Overall, there is very weak evidence that local alcohol policies have had any effect on crime at all. Now, of course, crime is not the only alcohol-related harm that a local alcohol policy would be implemented in order to address. However, crime is among the most acute harms caused by alcohol consumption (in terms of causality here, see yesterday's post).
We could be tempted to interpret these results as disfavouring local alcohol policies. However, there are good reasons not to do so. First, these results are not causal. Local alcohol policies are not implemented randomly, and Tyler-Harwood and Menclova don't apply statistical methods that attempt to extract causal estimates (and, to be fair, they don't claim to be intending to do so). Second, there isn't much of a baseline period included in the data that Tyler-Harwood and Menclova use. Without a longer baseline, it is difficult to establish a suitable counter-factual for what would have happened in the absence of a local alcohol policy.
However, more importantly, it pays to consider what the local alcohol policies that have actually been implemented have entailed. Local alcohol policies with more stringent policy elements generated a lot of push-back from the alcohol industry. Many local alcohol policies went through a long appeals process, and this was costly for local councils. Many councils (including Hamilton City Council) opted to withdraw their provisional local alcohol policies in the face of industry opposition, and the prospect of a lengthy and expensive court battle. Knowing how the industry would react made it more difficult for councils to implement policies with more stringent restrictions on the sale of alcohol.

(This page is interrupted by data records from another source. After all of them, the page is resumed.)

//! Rebuilding the decomposition of a mesh that already holds child elements.
//!
//! After a restart or a rebalance only the mesh survives. Child elements are
//! recognized by their edge nodes, whose two parent node ids live in the
//! `parent_node_ids` field; following those ids recursively gives back the
//! edge node ancestry and the parent element, so the subelement hierarchy
//! can be rebuilt without cutting anything.

use crate::algs::collectives::is_true_on_any;
use crate::cdfem::cdmesh::CdMesh;
use crate::cdfem::element::SubElement;
use crate::cdfem::modify::apply_change;
use crate::cdfem::node::NodeIdx;
use crate::cdfem::phase::PhaseTag;
use crate::geometry::metrics::distance_squared;
use crate::mesh::{MeshBulk, MeshQueryExt, PartId, Selector};
use crate::mesh_error::CdMeshError;
use crate::topology::cache::InvalidateCache;
use crate::topology::point::{EntityId, EntityKey, EntityRank};
use std::collections::{BTreeMap, BTreeSet};

/// Add and remove the same parts on every entity of `entities`, inside a
/// bracket opened only when some rank has work. Collective.
fn batch_change_entity_parts<M: MeshBulk>(
    mesh: &mut M,
    entities: &[EntityKey],
    add: &[PartId],
    remove: &[PartId],
) -> Result<(), CdMeshError> {
    if !is_true_on_any(mesh.comm(), !entities.is_empty())? {
        return Ok(());
    }
    mesh.modification_begin()?;
    for &key in entities {
        mesh.change_entity_parts(key, add, remove)?;
    }
    mesh.modification_end()
}

fn edge_node_parent_ids<M: MeshBulk>(mesh: &M, field: crate::mesh::FieldId, node: EntityId) -> Option<[EntityId; 2]> {
    let vals = mesh.field_values(field, EntityKey::node(node))?;
    let a = EntityId::from_raw_opt(*vals.first()? as u64)?;
    let b = EntityId::from_raw_opt(*vals.get(1)? as u64)?;
    Some([a, b])
}

/// Relative position of `x` between `a` and `b`.
fn child_position(a: [f64; 3], b: [f64; 3], x: [f64; 3]) -> f64 {
    let length = distance_squared(a, b).sqrt();
    if length == 0.0 {
        return 0.5;
    }
    (distance_squared(a, x).sqrt() / length).clamp(0.0, 1.0)
}

impl CdMesh {
    fn is_child_edge_node<M: MeshBulk>(&self, mesh: &M, node: EntityId) -> bool {
        mesh.has_part(EntityKey::node(node), self.parts.child_edge_node)
    }

    /// Background mesh nodes `node` descends from.
    fn root_nodes<M: MeshBulk>(&self, mesh: &M, node: EntityId, out: &mut BTreeSet<EntityId>) {
        if self.is_child_edge_node(mesh, node) {
            if let Some(parents) = edge_node_parent_ids(mesh, self.parts.parent_node_ids, node) {
                for p in parents {
                    self.root_nodes(mesh, p, out);
                }
                return;
            }
        }
        out.insert(node);
    }

    /// Element of the background mesh that the child element `elem` was
    /// cut from.
    pub fn parent_element<M: MeshBulk>(&self, mesh: &M, elem: EntityId) -> Option<EntityId> {
        let key = EntityKey::element(elem);
        let num_vertices = mesh.topology(key)?.num_vertices();
        let mut roots = BTreeSet::new();
        for &n in &mesh.entity_nodes(key)[..num_vertices] {
            self.root_nodes(mesh, n, &mut roots);
        }
        let roots: Vec<EntityId> = roots.into_iter().collect();
        let parent = mesh
            .entities_through_relations(&roots, EntityRank::Element)
            .into_iter()
            .find(|&e| e != elem && !mesh.has_part(EntityKey::element(e), self.parts.child));
        if parent.is_none() {
            log::warn!("no parent element found for element {elem}");
        }
        parent
    }

    /// Put elements that use child edge nodes in the child part. Collective.
    pub fn rebuild_child_part<M: MeshBulk>(&self, mesh: &mut M) -> Result<(), CdMeshError> {
        let ps = &self.phase_support;
        let nonconformal = Selector::any_of(
            mesh.meta()
                .parts()
                .iter()
                .map(|p| p.id)
                .filter(|&p| ps.is_nonconformal(p)),
        );
        let selector = ps.all_decomposed_blocks_selector() & !Selector::from(self.parts.child) & !nonconformal;
        let wrong: Vec<EntityKey> = mesh
            .selected_entities(EntityRank::Element, &selector)
            .into_iter()
            .map(EntityKey::element)
            .filter(|&k| mesh.is_locally_owned(k))
            .filter(|&k| mesh.entity_nodes(k).iter().any(|&n| self.is_child_edge_node(&*mesh, n)))
            .collect();
        batch_change_entity_parts(mesh, &wrong, &[self.parts.child], &[])
    }

    /// Parents of child elements become inactive parents; every other element
    /// of the decomposed blocks is active. Nonconformal sides are inactive.
    /// Collective.
    pub fn rebuild_parent_and_active_parts<M: MeshBulk>(&self, mesh: &mut M) -> Result<(), CdMeshError> {
        let p = self.parts;
        let children = mesh.selected_entities(EntityRank::Element, &Selector::from(p.child));
        let mut parents = BTreeSet::new();
        for child in children {
            if !mesh.is_locally_owned(EntityKey::element(child)) {
                continue;
            }
            let parent = self.parent_element(&*mesh, child);
            crate::cdfem_require!(parent.is_some(), "child element {child} has no parent element");
            parents.extend(parent);
        }
        let wrong_parents: Vec<EntityKey> = parents
            .into_iter()
            .map(EntityKey::element)
            .filter(|&k| mesh.has_part(k, p.active) || !mesh.has_part(k, p.parent))
            .collect();
        batch_change_entity_parts(mesh, &wrong_parents, &[p.parent], &[p.active])?;

        let inactive_leaves = self.phase_support.all_decomposed_blocks_selector()
            & !Selector::from(p.parent)
            & !Selector::from(p.active);
        let wrong_leaves: Vec<EntityKey> = mesh
            .selected_entities(EntityRank::Element, &inactive_leaves)
            .into_iter()
            .map(EntityKey::element)
            .filter(|&k| mesh.is_locally_owned(k))
            .collect();
        batch_change_entity_parts(mesh, &wrong_leaves, &[p.active], &[])?;

        let ps = &self.phase_support;
        let nonconformal_sides = Selector::any_of(
            mesh.meta()
                .parts()
                .iter()
                .map(|p| p.id)
                .filter(|&part| ps.is_nonconformal(part) && mesh.meta().part(part).primary_rank == Some(EntityRank::Side)),
        );
        let wrong_sides: Vec<EntityKey> = mesh
            .selected_entities(EntityRank::Side, &(Selector::from(p.active) & nonconformal_sides))
            .into_iter()
            .map(EntityKey::side)
            .filter(|&k| mesh.is_locally_owned(k))
            .collect();
        batch_change_entity_parts(mesh, &wrong_sides, &[], &[p.active])
    }

    fn element_phase<M: MeshBulk>(&self, mesh: &M, elem: EntityId) -> PhaseTag {
        mesh.parts(EntityKey::element(elem))
            .into_iter()
            .find_map(|p| self.phase_support.iopart_phase(p).cloned())
            .unwrap_or_default()
    }

    /// Arena node of the mesh node `node`, rebuilding edge node ancestry from
    /// the stored parent ids.
    fn find_or_build_edge_node<M: MeshBulk>(
        &mut self,
        mesh: &M,
        node: EntityId,
        by_id: &mut BTreeMap<EntityId, NodeIdx>,
    ) -> Option<NodeIdx> {
        if let Some(&idx) = by_id.get(&node) {
            return Some(idx);
        }
        let Some([p0, p1]) = edge_node_parent_ids(mesh, self.parts.parent_node_ids, node) else {
            log::warn!("node {node} has no parent ids and cannot be restored");
            return None;
        };
        let a = self.find_or_build_edge_node(mesh, p0, by_id)?;
        let b = self.find_or_build_edge_node(mesh, p1, by_id)?;
        let position = child_position(self.nodes.get(a).coords, self.nodes.get(b).coords, mesh.coordinates(node));
        let idx = self.nodes.create_edge_node(a, b, position);
        let restored = self.nodes.get_mut(idx);
        restored.entity = Some(node);
        restored.coords = mesh.coordinates(node);
        by_id.insert(node, idx);
        Some(idx)
    }

    /// Attach every locally owned child element to its nonconformal element.
    /// Uncut elements get the phase of their conformal part.
    pub fn restore_subelements<M: MeshBulk>(&mut self, mesh: &M) -> Result<(), CdMeshError> {
        let mut by_id: BTreeMap<EntityId, NodeIdx> = self
            .nodes
            .iter()
            .filter_map(|(idx, n)| n.entity.map(|e| (e, idx)))
            .collect();
        let children = mesh.selected_entities(EntityRank::Element, &Selector::from(self.parts.child));
        let mut restored = 0usize;
        for child in children {
            let key = EntityKey::element(child);
            if !mesh.is_locally_owned(key) {
                continue;
            }
            let Some(topology) = mesh.topology(key) else {
                continue;
            };
            let parent = self.parent_element(mesh, child);
            crate::cdfem_require!(parent.is_some(), "child element {child} has no parent element");
            let Some(elem_index) = parent.and_then(|p| self.element_index(p)) else {
                crate::cdfem_require!(false, "parent of child element {child} is not a nonconformal element");
                continue;
            };

            let base = topology.base_topology();
            let conn = mesh.entity_nodes(key).to_vec();
            let mut vertices = Vec::with_capacity(base.num_vertices());
            for &n in &conn[..base.num_vertices()] {
                let Some(idx) = self.find_or_build_edge_node(mesh, n, &mut by_id) else {
                    return Err(CdMeshError::MissingEntity {
                        rank: EntityRank::Node,
                        id: n,
                    });
                };
                vertices.push(idx);
            }
            let phase = self.element_phase(mesh, child);
            let mut subelement = SubElement::new(base, vertices.clone(), vec![None; base.num_sides()], phase.clone());
            if topology.is_quadratic() {
                let mut nodes = vertices.clone();
                for (e, edge) in base.edges().iter().enumerate() {
                    let entity = conn[topology.edge_midside_node(e)];
                    let mid = self.nodes.create_midside_node(vertices[edge[0]], vertices[edge[1]], Some(entity));
                    by_id.insert(entity, mid);
                    nodes.push(mid);
                }
                let mut quadratic = SubElement::new(topology, nodes, vec![None; base.num_sides()], phase);
                quadratic.entity = Some(child);
                subelement.children.push(quadratic);
            } else {
                subelement.entity = Some(child);
            }
            self.elements[elem_index].subelements.push(subelement);
            restored += 1;
        }

        for i in 0..self.elements.len() {
            if !self.elements[i].have_subelements() {
                let entity = self.elements[i].entity;
                self.elements[i].phase = self.element_phase(mesh, entity);
            }
        }
        self.invalidate_cache();
        log::debug!("restored {restored} child elements");
        Ok(())
    }

    /// Refresh node activation and side parts from the element parts.
    /// Collective.
    pub(crate) fn update_side_and_node_parts<M: MeshBulk>(&self, mesh: &mut M) -> Result<(), CdMeshError> {
        let node_changes = self.determine_node_activation(&*mesh)?;
        let side_changes = self.determine_side_part_changes(&*mesh)?;
        mesh.modification_begin()?;
        for (key, change) in node_changes.iter().chain(&side_changes) {
            apply_change(mesh, *key, change)?;
        }
        mesh.modification_end()
    }

    /// Destroy inactive sides that no parent element holds on to. Collective.
    fn delete_extraneous_inactive_sides<M: MeshBulk>(&self, mesh: &mut M) -> Result<(), CdMeshError> {
        let sides: Vec<EntityId> = mesh
            .selected_entities(EntityRank::Side, &!Selector::from(self.parts.active))
            .into_iter()
            .filter(|&s| {
                !mesh
                    .side_elements(s)
                    .into_iter()
                    .any(|e| mesh.has_part(EntityKey::element(e), self.parts.parent))
            })
            .collect();
        if !is_true_on_any(mesh.comm(), !sides.is_empty())? {
            return Ok(());
        }
        mesh.modification_begin()?;
        for s in &sides {
            mesh.destroy_entity(EntityKey::side(*s))?;
        }
        mesh.modification_end()?;
        log::debug!("deleted {} inactive sides", sides.len());
        Ok(())
    }

    /// Rebuild this generation from a mesh read back from a restart file.
    /// Collective.
    pub fn rebuild_from_restart_mesh<M: MeshBulk>(&mut self, mesh: &mut M) -> Result<(), CdMeshError> {
        self.rebuild_child_part(mesh)?;
        self.rebuild_parent_and_active_parts(mesh)?;
        self.generate_nonconformal_elements(&*mesh);
        self.restore_subelements(&*mesh)?;
        self.update_side_and_node_parts(mesh)?;
        self.delete_extraneous_inactive_sides(mesh)
    }

    /// Rebuild this generation from the current mesh after its elements
    /// moved between ranks.
    pub fn rebuild_after_rebalance<M: MeshBulk>(&mut self, mesh: &M) -> Result<(), CdMeshError> {
        self.prolongation.clear();
        self.generate_nonconformal_elements(mesh);
        self.restore_subelements(mesh)
    }
}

So, it is not surprising that there are no statistically significant effects of local alcohol policies on alcohol-related harm. The policies that have been implemented have generally been too benign to have much of an effect (on a related note, read this editorial (possibly gated) in the journal Drug and Alcohol Review by Nicki Jackson and Kypros Kypri on the Auckland local alcohol policy).
If local alcohol policies are to have a significant effect on alcohol-related harm, then they will need to actually be stringent enough to shift alcohol consumption behaviour. We don't have that at the moment. However, most of the initial round of local alcohol policies will be coming up for review in the next couple of years. It will be interesting to see what evolves, and whether any councils will attempt more stringent controls.